Era la sola a non aprire bocca durante cerimonie dove migliaia di persone intonavano l’inno nazionale che parlava di lei: Dio salvi la Regina. Mai le sue famose borsette hanno accolto un passaporto, pur avendo viaggiato fino a isolette alla Robinson Crusoe dove i francobolli portano la sua effige. Prima monarca dell’epoca del turismo di massa, era il motore di un giro di affari di miliardi di sterline, dalle bamboline ai piatti. Un'icona pop, come intuì Andy Warhol ‘serializzandola’ alla stregua di Marilyn Monroe. La musica punk ne fece un bersaglio, ma dissacrarla era renderle implicito riconoscimento, un’altra forma dell’omaggio. Lei stessa accettò di farsi paracadutare da un aereo, tramite controfigura, insieme a 007-Daniel Craig all’apertura delle Olimpiadi di Londra. L’impassibilità e il silenzio le hanno fatto attraversare le crisi peggiori della monarchia - l’incubo lady Diana - che negli ultimi anni sono andate moltiplicandosi, dai festini del figlio Andrea alla soap opera del nipote Harry.

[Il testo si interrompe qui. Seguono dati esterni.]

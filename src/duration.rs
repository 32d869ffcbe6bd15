use crate::{
    error::{duration::Error as E, Error},
    fmt::iso8601::{DEFAULT_PARSER, DEFAULT_PRINTER},
    unit::{Unit, NANOS_PER_SECOND},
};

/// An ISO 8601 duration such as `P3Y6M4DT12H30M5.5S`.
///
/// A duration is a non-negative magnitude for each of years, months, weeks,
/// days, hours, minutes and seconds, plus a single sign that applies to the
/// whole value. There is no such thing as a negative field: `-PT5M` is five
/// minutes with the negative sign set.
///
/// Magnitudes are `f64`. Any of them may carry a fractional part, although
/// by convention only seconds do.
///
/// # Creating a duration
///
/// A duration is usually parsed:
///
/// ```
/// use isoduration::Duration;
///
/// let d: Duration = "P3Y6M4DT12H30M5.5S".parse()?;
/// assert_eq!(d.get_years(), 3.0);
/// assert_eq!(d.get_months(), 6.0);
/// assert_eq!(d.get_minutes(), 30.0);
/// assert_eq!(d.get_seconds(), 5.5);
///
/// # Ok::<(), Box<dyn std::error::Error>>(())
/// ```
///
/// It can also be built from its parts, or from a count of nanoseconds:
///
/// ```
/// use isoduration::Duration;
///
/// let d = Duration::new().hours(1.0).minutes(34.0);
/// assert_eq!(d, Duration::from_ticks(94 * 60 * 1_000_000_000));
/// assert_eq!(d.to_string(), "PT1H34M");
/// ```
///
/// # Printing
///
/// The `Display` impl prints a duration in its canonical ISO 8601 form. A
/// duration that was parsed, and not changed since, prints exactly the text
/// it was parsed from. Changing any part of it (with any of the builder
/// methods) discards that text:
///
/// ```
/// use isoduration::Duration;
///
/// let d: Duration = "PT0.0000000000001S".parse()?;
/// assert_eq!(d.to_string(), "PT0.0000000000001S");
///
/// let d: Duration = "PT90M".parse()?;
/// assert_eq!(d.to_string(), "PT90M");
/// assert_eq!(d.seconds(1.0).to_string(), "PT90M1S");
///
/// # Ok::<(), Box<dyn std::error::Error>>(())
/// ```
///
/// # Equality
///
/// Two durations are equal when every magnitude and the sign are equal. The
/// text a duration was parsed from is not compared, and neither is the
/// total amount of time: `PT60M` and `PT1H` are not equal.
///
/// # Conversion to ticks
///
/// [`Duration::to_ticks`] and [`Duration::from_ticks`] convert to and from
/// an `i64` number of nanoseconds using the fixed unit lengths documented in
/// the [`unit`](crate::unit) module. Months and years are approximations
/// there, so a conversion through ticks preserves the amount of elapsed time
/// but not the original breakdown into units.
#[derive(Clone, Debug, Default)]
pub struct Duration {
    negative: bool,
    years: f64,
    months: f64,
    weeks: f64,
    days: f64,
    hours: f64,
    minutes: f64,
    seconds: f64,
    /// The text this duration was parsed from. Cleared by any change.
    original: Option<Box<str>>,
}

impl Duration {
    /// Returns a zero duration.
    ///
    /// The zero duration prints as `PT0S`.
    #[inline]
    pub const fn new() -> Duration {
        Duration {
            negative: false,
            years: 0.0,
            months: 0.0,
            weeks: 0.0,
            days: 0.0,
            hours: 0.0,
            minutes: 0.0,
            seconds: 0.0,
            original: None,
        }
    }

    /// Set the number of years on this duration.
    ///
    /// # Panics
    ///
    /// When `years` is negative, infinite or NaN.
    #[inline]
    pub fn years(self, years: f64) -> Duration {
        self.unit_value(Unit::Year, years)
    }

    /// Set the number of months on this duration.
    ///
    /// # Panics
    ///
    /// When `months` is negative, infinite or NaN.
    #[inline]
    pub fn months(self, months: f64) -> Duration {
        self.unit_value(Unit::Month, months)
    }

    /// Set the number of weeks on this duration.
    ///
    /// # Panics
    ///
    /// When `weeks` is negative, infinite or NaN.
    #[inline]
    pub fn weeks(self, weeks: f64) -> Duration {
        self.unit_value(Unit::Week, weeks)
    }

    /// Set the number of days on this duration.
    ///
    /// # Panics
    ///
    /// When `days` is negative, infinite or NaN.
    #[inline]
    pub fn days(self, days: f64) -> Duration {
        self.unit_value(Unit::Day, days)
    }

    /// Set the number of hours on this duration.
    ///
    /// # Panics
    ///
    /// When `hours` is negative, infinite or NaN.
    #[inline]
    pub fn hours(self, hours: f64) -> Duration {
        self.unit_value(Unit::Hour, hours)
    }

    /// Set the number of minutes on this duration.
    ///
    /// # Panics
    ///
    /// When `minutes` is negative, infinite or NaN.
    #[inline]
    pub fn minutes(self, minutes: f64) -> Duration {
        self.unit_value(Unit::Minute, minutes)
    }

    /// Set the number of seconds on this duration.
    ///
    /// # Panics
    ///
    /// When `seconds` is negative, infinite or NaN.
    #[inline]
    pub fn seconds(self, seconds: f64) -> Duration {
        self.unit_value(Unit::Second, seconds)
    }

    /// Set the value of the given unit on this duration.
    ///
    /// The sign of a duration is never set through a unit value. Use
    /// [`Duration::negate`] for that.
    ///
    /// # Panics
    ///
    /// When `value` is negative, infinite or NaN.
    ///
    /// # Example
    ///
    /// ```
    /// use isoduration::{Duration, Unit};
    ///
    /// let d = Duration::new().unit_value(Unit::Week, 2.0);
    /// assert_eq!(d.to_string(), "P2W");
    /// ```
    #[inline]
    pub fn unit_value(mut self, unit: Unit, value: f64) -> Duration {
        assert!(
            value.is_finite() && value >= 0.0,
            "number of {unit} must be finite and non-negative, \
             but got {value}",
            unit = unit.plural(),
        );
        self.set_unit(unit, value);
        self.original = None;
        self
    }

    /// Returns the number of years in this duration.
    #[inline]
    pub fn get_years(&self) -> f64 {
        self.years
    }

    /// Returns the number of months in this duration.
    #[inline]
    pub fn get_months(&self) -> f64 {
        self.months
    }

    /// Returns the number of weeks in this duration.
    #[inline]
    pub fn get_weeks(&self) -> f64 {
        self.weeks
    }

    /// Returns the number of days in this duration.
    #[inline]
    pub fn get_days(&self) -> f64 {
        self.days
    }

    /// Returns the number of hours in this duration.
    #[inline]
    pub fn get_hours(&self) -> f64 {
        self.hours
    }

    /// Returns the number of minutes in this duration.
    #[inline]
    pub fn get_minutes(&self) -> f64 {
        self.minutes
    }

    /// Returns the number of seconds in this duration.
    #[inline]
    pub fn get_seconds(&self) -> f64 {
        self.seconds
    }

    /// Returns the value of the given unit in this duration.
    ///
    /// The value is always non-negative. The sign is reported separately by
    /// [`Duration::is_negative`].
    #[inline]
    pub fn get_unit(&self, unit: Unit) -> f64 {
        match unit {
            Unit::Year => self.years,
            Unit::Month => self.months,
            Unit::Week => self.weeks,
            Unit::Day => self.days,
            Unit::Hour => self.hours,
            Unit::Minute => self.minutes,
            Unit::Second => self.seconds,
        }
    }

    /// Returns true when this duration has its negative sign set.
    ///
    /// Note that a zero duration may have its sign set if it was parsed from
    /// text like `-PT0S`. It still prints as `PT0S` once the original text
    /// is discarded, and converts to zero ticks.
    #[inline]
    pub fn is_negative(&self) -> bool {
        self.negative
    }

    /// Returns true when every unit in this duration is zero, regardless of
    /// its sign.
    #[inline]
    pub fn is_zero(&self) -> bool {
        Unit::DESCENDING.iter().all(|&unit| self.get_unit(unit) == 0.0)
    }

    /// Returns this duration with its sign flipped.
    ///
    /// # Example
    ///
    /// ```
    /// use isoduration::Duration;
    ///
    /// let d = Duration::new().minutes(5.0).negate();
    /// assert!(d.is_negative());
    /// assert_eq!(d.to_string(), "-PT5M");
    /// assert_eq!(-d, Duration::new().minutes(5.0));
    /// ```
    #[inline]
    pub fn negate(mut self) -> Duration {
        self.negative = !self.negative;
        self.original = None;
        self
    }

    /// Returns this duration with its sign cleared.
    #[inline]
    pub fn abs(self) -> Duration {
        if self.negative {
            self.negate()
        } else {
            self
        }
    }

    /// Converts this duration to a signed number of nanoseconds.
    ///
    /// Each unit is multiplied by its fixed length in nanoseconds and rounded
    /// to the nearest nanosecond on its own before the results are summed.
    /// The sum is negated when this duration is negative.
    ///
    /// This never fails. When the total does not fit into an `i64`, the
    /// result saturates at `i64::MAX` (or `-i64::MAX` when negative).
    ///
    /// # Example
    ///
    /// ```
    /// use isoduration::Duration;
    ///
    /// let d = Duration::new().seconds(33.3);
    /// assert_eq!(d.to_ticks(), 33_300_000_000);
    ///
    /// let d = Duration::new().hours(2.0).negate();
    /// assert_eq!(d.to_ticks(), -2 * 60 * 60 * 1_000_000_000);
    ///
    /// // A month is always 730 hours.
    /// let d = Duration::new().months(1.0);
    /// assert_eq!(d.to_ticks(), 730 * 60 * 60 * 1_000_000_000);
    /// ```
    pub fn to_ticks(&self) -> i64 {
        let mut ticks: i64 = 0;
        for unit in Unit::DESCENDING {
            let value = self.get_unit(unit);
            if value == 0.0 {
                continue;
            }
            // Float to int casts saturate, so a value too big for an i64
            // becomes i64::MAX here.
            let nanos = (value * unit.nanoseconds() as f64).round() as i64;
            ticks = match ticks.checked_add(nanos) {
                Some(ticks) => ticks,
                None => {
                    warn!(
                        "duration {self} overflows 64-bit nanoseconds, \
                         saturating",
                    );
                    i64::MAX
                }
            };
        }
        // Every term is non-negative, so `ticks` is in `0..=i64::MAX` and
        // negating it can't overflow.
        if self.negative {
            -ticks
        } else {
            ticks
        }
    }

    /// Builds a duration from a signed number of nanoseconds.
    ///
    /// The magnitude is split greedily from the largest unit to the
    /// smallest: years, months, weeks, days, hours and minutes each get the
    /// floor of what remains divided by their fixed length. Seconds get all
    /// of the remainder, including any fraction of a second.
    ///
    /// This never fails, even for `i64::MIN`.
    ///
    /// # Example
    ///
    /// ```
    /// use isoduration::Duration;
    ///
    /// const HOUR: i64 = 60 * 60 * 1_000_000_000;
    ///
    /// assert_eq!(Duration::from_ticks(72 * HOUR).to_string(), "P3D");
    /// assert_eq!(Duration::from_ticks(26 * HOUR).to_string(), "P1DT2H");
    /// assert_eq!(
    ///     Duration::from_ticks(-99544 * HOUR).to_string(),
    ///     "-P11Y4M1W4D",
    /// );
    /// ```
    pub fn from_ticks(ticks: i64) -> Duration {
        let mut dur = Duration::new();
        dur.negative = ticks < 0;
        let mut remaining = ticks.unsigned_abs();
        for unit in Unit::DESCENDING {
            if unit == Unit::Second {
                break;
            }
            // OK because every unit length is positive.
            let length = unit.nanoseconds().unsigned_abs();
            if remaining >= length {
                dur.set_unit(unit, (remaining / length) as f64);
                remaining %= length;
            }
        }
        // The remainder is less than a minute, so it and the quotient below
        // are represented exactly or within half an ulp.
        dur.seconds = remaining as f64 / NANOS_PER_SECOND as f64;
        dur
    }

    /// Sets a unit value without any checks and without clearing the
    /// original text.
    #[inline]
    pub(crate) fn set_unit(&mut self, unit: Unit, value: f64) {
        match unit {
            Unit::Year => self.years = value,
            Unit::Month => self.months = value,
            Unit::Week => self.weeks = value,
            Unit::Day => self.days = value,
            Unit::Hour => self.hours = value,
            Unit::Minute => self.minutes = value,
            Unit::Second => self.seconds = value,
        }
    }

    #[inline]
    pub(crate) fn set_negative(&mut self, negative: bool) {
        self.negative = negative;
    }

    #[inline]
    pub(crate) fn set_original(&mut self, original: Box<str>) {
        self.original = Some(original);
    }

    /// Returns the text this duration was parsed from, if it hasn't changed
    /// since.
    #[inline]
    pub(crate) fn original(&self) -> Option<&str> {
        self.original.as_deref()
    }
}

Ma ‘The Queen’ ha mantenuto un grado di popolarità che questo Giubileo ha reso evidente. Era diventata il simbolo di unità di un regno che alla sua morte, ora, rischia l’implosione, dal Nord Irlanda agli scozzesi. Il referendum sulla Brexit fu uno dei pochissimi momenti in cui, con una mezza frase, fece intuire che lei avrebbe voluto restare nella Ue. Per il resto, non aveva opinioni e sorrideva a tutti, in migliaia di viste, inaugurazioni, cerimonie. Il suo mandato "le chiedeva di manifestare interesse, non di provarlo", ha osservato lo scrittore Alan Bennett. Se ne è andata, fragile e claudicante, dopo avere visto un’altra guerra in Europa, sempre prestando se stessa al Paese: i colori giallo e blu della bandiera ucraina, sui cappellini e nei mazzi di fiori, hanno punteggiato i suoi ultimi appuntamenti ufficiali, a sostegno dell’impegno del governo. Riferendosi ai suoi 70 anni di trono, il figlio Carlo ha osservato, con britannica sobrietà: "A remarkable achievement", un risultato notevole. Sì.